Any similarities to The Invisible Man story or movie are purely coincidental. There’s no invisibility elixir or scientific experiment gone wrong, this invisibility is pure trickery by an experienced and nefarious stage magician. Whoops! Sorry for the late spoiler alert. You’ll thank me later.
A quaint English village is being spooked by an invisible man, otherwise known as “The Man Without a Body." A gramophone is operated by white-gloved-hands with seemingly no body to move them. (For those born less than 80 years ago, a gramophone was a hand-cranked record player). Bells ring in a church tower with no one to pull the rope. We can do all of that today with electronics; we don’t need invisible people to do these things. We have Siri or Alexa.
This is one of those very dated scripts that make us wonder, about 80 years later, how listeners could be entertained by this kind of script. Just a few weeks ago, Suspense delivered an innovative script, Sorry, Wrong Number. The stark contrast of a Fletcher script and this Carr script (and others) is quite wide. One can understand, through that contrast, why potential sponsors suddenly perked up at the idea of bankrolling Suspense. It had the potential to not be “just” another mystery program.
Since the spoiler has already been started, it might as well continue. The American doctor played by John Sutton was no American and no doctor. He was a well-known Berlin magician in line with the Nazi cause to disrupt life in an English town.
This might be one of those times where knowing the spoilers actually helps the enjoyment of the story. It makes it like one of those light mysteries like Murder, She Wrote in the US and Death in Paradise in the UK (those usually have better stories than this episode, however). Don’t expect an exciting or deep mystery from The Man Without a Body. The program can still be enjoyed if expectations are measured and you focus on how Carr tries to make it all work.
You have to wonder if Carr liked the script: it was one of the very few not used on the BBC series Appointment with Fear.
The stars of the program were John Sutton and George Zucco.

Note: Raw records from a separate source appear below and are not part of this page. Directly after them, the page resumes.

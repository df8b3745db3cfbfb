//! Thread repository.

use rusqlite::{params, Connection, OptionalExtension};

use vault_core::{Provider, Result};

use crate::row_types::ThreadRow;

/// Input for [`ThreadRepo::insert`].
#[derive(Debug)]
pub struct NewThread<'a> {
    pub provider: Provider,
    pub provider_thread_id: Option<&'a str>,
    pub title: &'a str,
    pub created_at: Option<i64>,
    pub artifact_id: i64,
    pub run_id: i64,
}

/// Thread repository — stateless, every method takes `&Connection`.
pub struct ThreadRepo;

impl ThreadRepo {
    /// Insert a thread, returning its id.
    pub fn insert(conn: &Connection, new: &NewThread<'_>) -> Result<i64> {
        conn.execute(
            "INSERT INTO threads
                 (provider, provider_thread_id, title, created_at, artifact_id, ingestion_run_id)
             VALUES (?1, ?2, ?3, ?4, ?5, ?6)",
            params![
                new.provider.as_str(),
                new.provider_thread_id,
                new.title,
                new.created_at,
                new.artifact_id,
                new.run_id,
            ],
        )?;
        Ok(conn.last_insert_rowid())
    }

    pub fn get(conn: &Connection, id: i64) -> Result<Option<ThreadRow>> {
        let row = conn
            .query_row(
                "SELECT id, provider, provider_thread_id, title, created_at, artifact_id,
                        ingestion_run_id
                 FROM threads WHERE id = ?1",
                params![id],
                |row| {
                    Ok(ThreadRow {
                        id: row.get(0)?,
                        provider: row.get(1)?,
                        provider_thread_id: row.get(2)?,
                        title: row.get(3)?,
                        created_at: row.get(4)?,
                        artifact_id: row.get(5)?,
                        ingestion_run_id: row.get(6)?,
                    })
                },
            )
            .optional()?;
        Ok(row)
    }

    pub fn count(conn: &Connection) -> Result<i64> {
        let count = conn.query_row("SELECT COUNT(*) FROM threads", [], |row| row.get(0))?;
        Ok(count)
    }

    /// Threads inserted by a specific run (failed-run atomicity checks).
    pub fn count_by_run(conn: &Connection, run_id: i64) -> Result<i64> {
        let count = conn.query_row(
            "SELECT COUNT(*) FROM threads WHERE ingestion_run_id = ?1",
            params![run_id],
            |row| row.get(0),
        )?;
        Ok(count)
    }

    /// Delete a thread; messages cascade.
    pub fn delete(conn: &Connection, id: i64) -> Result<bool> {
        let changed = conn.execute("DELETE FROM threads WHERE id = ?1", params![id])?;
        Ok(changed > 0)
    }
}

Sutton was British, born in India, and traveled around the Empire working various jobs until he found his way to Hollywood in the mid-1930s. He became a busy actor, as one comment on IMDb explained it, in roles that seemed to be at the wrong end of a love triangle or the wrong end of a sword in a “Hollywood swashbuckler.” Sutton became a US citizen while serving in the Navy. Zucco grew up in England but started his stage career in Canada. When World War One broke out he returned to England and joined the Army. He was wounded by gunfire which affected use of some fingers. He became active on the London stage and went to Hollywood in the mid-1930s. He was cast as Moriarty in The Adventures of Sherlock Holmes. A couple of months before this Suspense appearance, he was in Sherlock Holmes in Washington and played a different character, “Stanley,” who turns out to be spy “Heinrich Hinkel.”
LISTEN
TO THE PROGRAM or download in FLAC or
mp3
https://archive.org/details/TSP430622
THE CAST
GEORGE ZUCCO (Reverend Arthur Morley), JOHN SUTTON (Dr. Jim Norwood), Joe Kearns (Man in Black & Narration), Raymond Lawrence (Newspaper editor / Henry Emmett), Vicki Marsden (Janice Morley), unknown (Reporter), unknown (Professor Ansmith, aka Carl Heinrich Von Keiss), unknown (George Wellman)
John Dickson Carr was already back in England serving in the country’s wartime information efforts. The BBC made the request a few months before and the US agreed about six weeks before this broadcast. According to a biographer, Carr was happy to leave CBS and he feared that if Suspense found a sponsor, they would micromanage his scripts. With Carr no longer under contract, Spier could take Suspense in a new direction, which he did.
A portion of the program survives as an aircheck from station WHAS of Louisville, Kentucky. It starts at about the 15 and a half minute mark of the program and ends at almost the 29 minute mark. It is audio quality is good, but obviously incomplete.